--- Records to use Enclosed Below ---
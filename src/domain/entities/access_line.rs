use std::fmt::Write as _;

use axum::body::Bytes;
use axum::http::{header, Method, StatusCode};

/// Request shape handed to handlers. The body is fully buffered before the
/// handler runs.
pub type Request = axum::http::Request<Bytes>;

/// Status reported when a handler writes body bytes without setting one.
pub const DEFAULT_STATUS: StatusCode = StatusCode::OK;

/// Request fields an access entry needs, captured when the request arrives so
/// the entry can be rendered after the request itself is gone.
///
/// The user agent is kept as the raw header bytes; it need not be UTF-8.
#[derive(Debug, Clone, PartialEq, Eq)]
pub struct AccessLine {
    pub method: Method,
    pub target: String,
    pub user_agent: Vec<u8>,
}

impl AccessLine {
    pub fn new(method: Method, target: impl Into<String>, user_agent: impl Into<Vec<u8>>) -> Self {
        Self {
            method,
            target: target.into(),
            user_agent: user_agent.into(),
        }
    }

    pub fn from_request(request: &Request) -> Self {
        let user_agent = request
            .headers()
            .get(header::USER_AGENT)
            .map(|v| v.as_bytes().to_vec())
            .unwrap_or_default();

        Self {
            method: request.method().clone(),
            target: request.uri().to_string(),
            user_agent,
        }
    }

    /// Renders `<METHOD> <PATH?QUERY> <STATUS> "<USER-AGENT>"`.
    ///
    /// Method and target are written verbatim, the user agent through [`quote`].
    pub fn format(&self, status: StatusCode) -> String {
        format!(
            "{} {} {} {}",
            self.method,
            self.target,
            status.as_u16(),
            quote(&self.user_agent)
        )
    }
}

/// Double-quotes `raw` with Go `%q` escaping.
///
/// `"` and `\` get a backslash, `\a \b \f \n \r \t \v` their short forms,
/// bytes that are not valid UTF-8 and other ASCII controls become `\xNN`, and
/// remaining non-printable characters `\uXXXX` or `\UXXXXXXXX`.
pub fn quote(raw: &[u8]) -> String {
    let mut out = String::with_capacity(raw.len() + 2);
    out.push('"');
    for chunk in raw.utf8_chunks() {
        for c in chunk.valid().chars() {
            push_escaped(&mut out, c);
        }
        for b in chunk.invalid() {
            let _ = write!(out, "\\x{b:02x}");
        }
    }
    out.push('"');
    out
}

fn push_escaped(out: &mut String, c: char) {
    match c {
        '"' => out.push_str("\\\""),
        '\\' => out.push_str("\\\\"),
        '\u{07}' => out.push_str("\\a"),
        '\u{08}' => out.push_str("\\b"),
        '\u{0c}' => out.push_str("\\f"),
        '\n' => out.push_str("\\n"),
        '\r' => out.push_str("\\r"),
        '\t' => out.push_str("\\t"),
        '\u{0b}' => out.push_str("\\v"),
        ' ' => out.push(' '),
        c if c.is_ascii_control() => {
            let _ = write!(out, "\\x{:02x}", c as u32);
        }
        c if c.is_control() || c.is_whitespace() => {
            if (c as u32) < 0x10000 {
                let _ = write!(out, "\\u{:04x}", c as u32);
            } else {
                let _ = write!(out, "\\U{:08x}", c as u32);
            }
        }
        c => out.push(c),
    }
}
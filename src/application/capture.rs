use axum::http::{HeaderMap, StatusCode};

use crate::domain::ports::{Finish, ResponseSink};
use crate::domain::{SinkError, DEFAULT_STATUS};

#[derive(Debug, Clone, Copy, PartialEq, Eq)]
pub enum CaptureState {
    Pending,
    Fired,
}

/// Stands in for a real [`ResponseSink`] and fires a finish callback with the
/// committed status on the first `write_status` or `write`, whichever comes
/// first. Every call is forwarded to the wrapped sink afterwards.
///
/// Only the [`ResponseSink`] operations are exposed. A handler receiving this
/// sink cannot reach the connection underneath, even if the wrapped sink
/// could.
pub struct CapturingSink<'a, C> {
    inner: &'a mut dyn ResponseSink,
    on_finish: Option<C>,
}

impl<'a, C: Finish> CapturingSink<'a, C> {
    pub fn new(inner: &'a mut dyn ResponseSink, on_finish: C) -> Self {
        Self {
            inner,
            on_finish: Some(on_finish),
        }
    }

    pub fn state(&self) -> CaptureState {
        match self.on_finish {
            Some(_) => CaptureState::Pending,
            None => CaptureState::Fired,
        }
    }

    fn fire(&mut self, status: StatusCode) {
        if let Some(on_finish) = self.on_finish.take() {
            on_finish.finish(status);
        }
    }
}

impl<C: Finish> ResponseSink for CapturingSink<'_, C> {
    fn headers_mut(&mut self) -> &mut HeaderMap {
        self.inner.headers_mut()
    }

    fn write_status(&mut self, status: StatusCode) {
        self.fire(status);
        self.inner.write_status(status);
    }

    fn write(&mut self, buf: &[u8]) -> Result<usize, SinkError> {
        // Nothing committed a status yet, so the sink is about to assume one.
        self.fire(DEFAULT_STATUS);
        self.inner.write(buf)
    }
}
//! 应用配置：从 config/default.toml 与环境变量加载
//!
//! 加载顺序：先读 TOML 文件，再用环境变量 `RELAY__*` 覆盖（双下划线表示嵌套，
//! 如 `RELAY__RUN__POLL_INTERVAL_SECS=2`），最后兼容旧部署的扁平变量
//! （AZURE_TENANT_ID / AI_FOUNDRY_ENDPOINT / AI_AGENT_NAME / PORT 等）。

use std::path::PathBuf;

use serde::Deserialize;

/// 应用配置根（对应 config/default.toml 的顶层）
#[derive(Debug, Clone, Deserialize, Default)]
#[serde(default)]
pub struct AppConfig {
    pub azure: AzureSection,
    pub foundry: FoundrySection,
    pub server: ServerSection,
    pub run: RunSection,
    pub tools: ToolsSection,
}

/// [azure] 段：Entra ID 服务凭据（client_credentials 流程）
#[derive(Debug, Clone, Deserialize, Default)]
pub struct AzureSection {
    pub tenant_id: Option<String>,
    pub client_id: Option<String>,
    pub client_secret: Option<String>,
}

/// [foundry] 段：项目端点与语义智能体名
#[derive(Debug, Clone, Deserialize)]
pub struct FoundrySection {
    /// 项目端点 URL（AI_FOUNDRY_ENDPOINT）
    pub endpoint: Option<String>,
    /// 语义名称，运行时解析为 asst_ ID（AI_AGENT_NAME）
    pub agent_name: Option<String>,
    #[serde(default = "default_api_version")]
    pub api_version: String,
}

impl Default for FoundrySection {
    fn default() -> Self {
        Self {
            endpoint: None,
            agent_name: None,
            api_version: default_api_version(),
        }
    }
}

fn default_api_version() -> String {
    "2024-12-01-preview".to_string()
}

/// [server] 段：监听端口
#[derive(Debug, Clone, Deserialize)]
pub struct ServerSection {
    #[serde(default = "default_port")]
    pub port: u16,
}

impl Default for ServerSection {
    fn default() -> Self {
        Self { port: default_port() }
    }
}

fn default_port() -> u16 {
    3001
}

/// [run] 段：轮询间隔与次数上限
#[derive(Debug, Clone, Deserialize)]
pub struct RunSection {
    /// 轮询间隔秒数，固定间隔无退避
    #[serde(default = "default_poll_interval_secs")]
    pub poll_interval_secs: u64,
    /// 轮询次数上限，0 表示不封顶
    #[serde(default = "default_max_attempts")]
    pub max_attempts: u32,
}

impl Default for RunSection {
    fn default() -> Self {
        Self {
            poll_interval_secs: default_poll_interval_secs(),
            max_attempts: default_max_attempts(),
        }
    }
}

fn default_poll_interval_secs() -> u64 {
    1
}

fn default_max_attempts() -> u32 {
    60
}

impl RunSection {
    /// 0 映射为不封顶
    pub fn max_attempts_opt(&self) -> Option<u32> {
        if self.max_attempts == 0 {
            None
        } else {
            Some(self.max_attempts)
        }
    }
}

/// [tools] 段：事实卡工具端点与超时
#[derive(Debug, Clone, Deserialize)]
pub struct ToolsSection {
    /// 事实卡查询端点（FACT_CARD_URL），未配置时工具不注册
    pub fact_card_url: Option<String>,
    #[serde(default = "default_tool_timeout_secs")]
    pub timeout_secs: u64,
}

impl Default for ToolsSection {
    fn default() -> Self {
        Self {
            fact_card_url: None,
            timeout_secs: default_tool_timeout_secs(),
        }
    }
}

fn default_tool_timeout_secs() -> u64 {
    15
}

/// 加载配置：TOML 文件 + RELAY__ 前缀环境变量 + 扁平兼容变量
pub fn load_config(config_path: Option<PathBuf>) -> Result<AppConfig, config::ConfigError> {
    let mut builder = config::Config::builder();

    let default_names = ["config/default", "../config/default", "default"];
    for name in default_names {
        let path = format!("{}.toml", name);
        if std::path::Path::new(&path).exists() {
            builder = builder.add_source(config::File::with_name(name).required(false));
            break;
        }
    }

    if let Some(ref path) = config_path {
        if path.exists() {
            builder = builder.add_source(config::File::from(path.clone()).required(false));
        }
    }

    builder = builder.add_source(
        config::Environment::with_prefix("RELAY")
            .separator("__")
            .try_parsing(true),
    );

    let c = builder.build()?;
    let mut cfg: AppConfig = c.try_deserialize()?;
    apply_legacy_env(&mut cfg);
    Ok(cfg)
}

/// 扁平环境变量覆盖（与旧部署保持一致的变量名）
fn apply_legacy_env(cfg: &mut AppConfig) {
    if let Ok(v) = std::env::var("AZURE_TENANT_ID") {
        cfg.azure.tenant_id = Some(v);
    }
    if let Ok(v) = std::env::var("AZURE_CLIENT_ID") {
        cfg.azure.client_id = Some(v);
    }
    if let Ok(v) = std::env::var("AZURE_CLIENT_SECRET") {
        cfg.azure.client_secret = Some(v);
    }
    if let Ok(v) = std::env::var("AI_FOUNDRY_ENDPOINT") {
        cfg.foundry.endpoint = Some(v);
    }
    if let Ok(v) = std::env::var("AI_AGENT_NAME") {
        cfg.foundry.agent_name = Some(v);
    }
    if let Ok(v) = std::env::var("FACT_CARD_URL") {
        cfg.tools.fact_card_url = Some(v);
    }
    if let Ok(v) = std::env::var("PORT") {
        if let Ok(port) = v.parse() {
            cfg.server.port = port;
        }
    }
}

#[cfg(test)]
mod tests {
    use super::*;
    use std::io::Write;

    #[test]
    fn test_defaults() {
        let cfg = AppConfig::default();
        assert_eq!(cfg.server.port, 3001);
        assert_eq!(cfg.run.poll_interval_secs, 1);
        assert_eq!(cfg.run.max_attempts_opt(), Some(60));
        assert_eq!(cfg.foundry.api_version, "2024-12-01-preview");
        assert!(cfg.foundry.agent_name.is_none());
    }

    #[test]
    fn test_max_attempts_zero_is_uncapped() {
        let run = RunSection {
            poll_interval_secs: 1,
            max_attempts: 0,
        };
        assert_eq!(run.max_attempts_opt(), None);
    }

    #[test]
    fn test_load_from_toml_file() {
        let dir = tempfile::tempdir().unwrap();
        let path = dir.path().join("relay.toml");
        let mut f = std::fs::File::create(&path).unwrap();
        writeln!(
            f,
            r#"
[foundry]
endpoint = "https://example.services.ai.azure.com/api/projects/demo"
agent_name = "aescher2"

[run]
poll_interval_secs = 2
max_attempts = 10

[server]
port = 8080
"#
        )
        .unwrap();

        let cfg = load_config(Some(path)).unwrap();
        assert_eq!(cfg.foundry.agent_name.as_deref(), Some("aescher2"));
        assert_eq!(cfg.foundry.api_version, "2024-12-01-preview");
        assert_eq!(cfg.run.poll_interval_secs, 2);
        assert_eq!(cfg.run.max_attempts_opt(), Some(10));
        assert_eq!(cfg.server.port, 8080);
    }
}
--- End of Enclosed Records to use ---
The lines above, from the first through the one containing "for b in chunk.invalid()", must be restated word for word, with nothing added.

filename src/domain/entities/access_line.rs
use std::fmt::Write as _;

use axum::body::Bytes;
use axum::http::{header, Method, StatusCode};

/// Request shape handed to handlers. The body is fully buffered before the
/// handler runs.
pub type Request = axum::http::Request<Bytes>;

/// Status reported when a handler writes body bytes without setting one.
pub const DEFAULT_STATUS: StatusCode = StatusCode::OK;

/// Request fields an access entry needs, captured when the request arrives so
/// the entry can be rendered after the request itself is gone.
///
/// The user agent is kept as the raw header bytes; it need not be UTF-8.
#[derive(Debug, Clone, PartialEq, Eq)]
pub struct AccessLine {
    pub method: Method,
    pub target: String,
    pub user_agent: Vec<u8>,
}

impl AccessLine {
    pub fn new(method: Method, target: impl Into<String>, user_agent: impl Into<Vec<u8>>) -> Self {
        Self {
            method,
            target: target.into(),
            user_agent: user_agent.into(),
        }
    }

    pub fn from_request(request: &Request) -> Self {
        let user_agent = request
            .headers()
            .get(header::USER_AGENT)
            .map(|v| v.as_bytes().to_vec())
            .unwrap_or_default();

        Self {
            method: request.method().clone(),
            target: request.uri().to_string(),
            user_agent,
        }
    }

    /// Renders `<METHOD> <PATH?QUERY> <STATUS> "<USER-AGENT>"`.
    ///
    /// Method and target are written verbatim, the user agent through [`quote`].
    pub fn format(&self, status: StatusCode) -> String {
        format!(
            "{} {} {} {}",
            self.method,
            self.target,
            status.as_u16(),
            quote(&self.user_agent)
        )
    }
}

/// Double-quotes `raw` with Go `%q` escaping.
///
/// `"` and `\` get a backslash, `\a \b \f \n \r \t \v` their short forms,
/// bytes that are not valid UTF-8 and other ASCII controls become `\xNN`, and
/// remaining non-printable characters `\uXXXX` or `\UXXXXXXXX`.
pub fn quote(raw: &[u8]) -> String {
    let mut out = String::with_capacity(raw.len() + 2);
    out.push('"');
    for chunk in raw.utf8_chunks() {
        for c in chunk.valid().chars() {
            push_escaped(&mut out, c);
        }
        for b in chunk.invalid() {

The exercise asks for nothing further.